--- What the task requires ---
Every line containing the word "that" must be pulled from the records.

--- Recorded data ---

<<<<

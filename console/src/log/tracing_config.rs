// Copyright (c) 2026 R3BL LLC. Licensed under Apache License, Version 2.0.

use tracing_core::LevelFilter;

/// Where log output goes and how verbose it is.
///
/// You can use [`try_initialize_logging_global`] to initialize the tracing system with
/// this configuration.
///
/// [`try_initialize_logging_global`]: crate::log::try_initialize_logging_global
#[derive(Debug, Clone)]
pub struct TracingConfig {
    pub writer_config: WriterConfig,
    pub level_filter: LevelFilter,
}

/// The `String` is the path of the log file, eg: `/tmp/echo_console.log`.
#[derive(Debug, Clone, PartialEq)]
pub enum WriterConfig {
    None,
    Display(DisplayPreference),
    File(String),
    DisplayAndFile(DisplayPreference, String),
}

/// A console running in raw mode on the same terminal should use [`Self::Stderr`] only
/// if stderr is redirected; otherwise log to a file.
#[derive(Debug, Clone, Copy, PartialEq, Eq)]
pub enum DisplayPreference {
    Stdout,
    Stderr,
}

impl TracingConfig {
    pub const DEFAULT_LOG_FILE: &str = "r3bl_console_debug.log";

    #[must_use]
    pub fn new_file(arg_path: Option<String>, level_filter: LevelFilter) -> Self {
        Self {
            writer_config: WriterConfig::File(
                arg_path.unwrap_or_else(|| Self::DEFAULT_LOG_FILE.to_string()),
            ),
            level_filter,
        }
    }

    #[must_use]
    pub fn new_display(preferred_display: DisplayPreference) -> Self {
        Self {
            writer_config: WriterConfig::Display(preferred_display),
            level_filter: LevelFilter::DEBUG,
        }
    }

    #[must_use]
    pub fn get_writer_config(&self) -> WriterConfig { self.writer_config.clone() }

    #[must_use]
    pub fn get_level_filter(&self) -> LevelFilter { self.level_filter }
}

>>>>
<<<<

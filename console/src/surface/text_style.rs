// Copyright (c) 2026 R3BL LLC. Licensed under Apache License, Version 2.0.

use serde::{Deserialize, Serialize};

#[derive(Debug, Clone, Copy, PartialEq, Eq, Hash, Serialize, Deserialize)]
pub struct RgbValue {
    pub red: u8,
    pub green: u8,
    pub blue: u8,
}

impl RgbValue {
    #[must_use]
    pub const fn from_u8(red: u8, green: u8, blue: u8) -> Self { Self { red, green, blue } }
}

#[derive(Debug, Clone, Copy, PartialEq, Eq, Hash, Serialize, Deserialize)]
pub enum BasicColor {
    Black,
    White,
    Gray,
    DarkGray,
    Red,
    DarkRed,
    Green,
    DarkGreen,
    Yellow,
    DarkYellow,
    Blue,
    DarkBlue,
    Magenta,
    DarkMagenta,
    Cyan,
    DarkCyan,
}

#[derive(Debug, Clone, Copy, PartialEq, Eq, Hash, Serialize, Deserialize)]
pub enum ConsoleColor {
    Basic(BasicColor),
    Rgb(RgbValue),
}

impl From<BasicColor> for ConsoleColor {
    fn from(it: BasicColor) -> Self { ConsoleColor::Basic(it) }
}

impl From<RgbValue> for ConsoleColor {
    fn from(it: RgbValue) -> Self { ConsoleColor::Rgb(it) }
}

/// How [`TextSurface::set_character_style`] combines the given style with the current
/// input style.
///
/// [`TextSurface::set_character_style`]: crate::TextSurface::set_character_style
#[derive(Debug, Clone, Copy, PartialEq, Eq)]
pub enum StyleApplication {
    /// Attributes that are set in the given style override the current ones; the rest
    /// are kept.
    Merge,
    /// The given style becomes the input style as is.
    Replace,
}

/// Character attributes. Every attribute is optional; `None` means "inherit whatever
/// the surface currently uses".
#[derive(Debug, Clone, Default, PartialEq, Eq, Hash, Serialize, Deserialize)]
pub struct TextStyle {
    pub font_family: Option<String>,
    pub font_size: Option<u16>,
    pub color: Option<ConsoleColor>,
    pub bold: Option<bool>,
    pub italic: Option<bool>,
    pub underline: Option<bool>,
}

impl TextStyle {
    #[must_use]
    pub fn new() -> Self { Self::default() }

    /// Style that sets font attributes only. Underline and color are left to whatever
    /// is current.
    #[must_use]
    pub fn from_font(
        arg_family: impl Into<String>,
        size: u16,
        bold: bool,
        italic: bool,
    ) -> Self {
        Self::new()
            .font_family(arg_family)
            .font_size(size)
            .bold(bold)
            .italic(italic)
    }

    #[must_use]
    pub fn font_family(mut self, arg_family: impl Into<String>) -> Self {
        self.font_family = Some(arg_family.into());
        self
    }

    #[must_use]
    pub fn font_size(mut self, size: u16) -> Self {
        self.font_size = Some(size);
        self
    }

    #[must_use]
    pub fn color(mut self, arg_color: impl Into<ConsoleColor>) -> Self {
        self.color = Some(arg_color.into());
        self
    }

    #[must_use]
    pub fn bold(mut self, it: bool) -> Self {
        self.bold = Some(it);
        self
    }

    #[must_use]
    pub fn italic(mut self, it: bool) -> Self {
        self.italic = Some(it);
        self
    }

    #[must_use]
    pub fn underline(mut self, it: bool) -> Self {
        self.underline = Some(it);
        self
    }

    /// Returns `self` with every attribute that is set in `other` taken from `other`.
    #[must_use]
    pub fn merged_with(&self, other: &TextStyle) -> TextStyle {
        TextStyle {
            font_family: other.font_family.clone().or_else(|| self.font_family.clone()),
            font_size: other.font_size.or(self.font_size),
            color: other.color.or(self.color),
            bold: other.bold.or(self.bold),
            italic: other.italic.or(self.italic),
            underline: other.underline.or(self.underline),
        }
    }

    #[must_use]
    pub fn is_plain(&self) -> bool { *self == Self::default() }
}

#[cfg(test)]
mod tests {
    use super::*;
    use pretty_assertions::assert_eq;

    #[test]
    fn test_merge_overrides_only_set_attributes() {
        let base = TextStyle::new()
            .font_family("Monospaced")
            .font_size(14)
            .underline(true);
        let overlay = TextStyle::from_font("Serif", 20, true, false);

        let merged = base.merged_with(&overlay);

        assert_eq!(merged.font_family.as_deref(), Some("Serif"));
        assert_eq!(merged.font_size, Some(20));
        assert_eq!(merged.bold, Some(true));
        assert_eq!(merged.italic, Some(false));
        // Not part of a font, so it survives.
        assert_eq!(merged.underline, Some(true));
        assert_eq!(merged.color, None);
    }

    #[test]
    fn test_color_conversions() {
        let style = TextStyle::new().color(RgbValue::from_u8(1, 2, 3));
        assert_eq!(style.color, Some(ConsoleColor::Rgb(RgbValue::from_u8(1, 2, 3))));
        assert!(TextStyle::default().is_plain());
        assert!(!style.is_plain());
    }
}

>>>>

--- Response area ---
    /// Attributes that are set in the given style override the current ones; the rest
    /// Style that sets font attributes only. Underline and color are left to whatever
    /// Returns `self` with every attribute that is set in `other` taken from `other`.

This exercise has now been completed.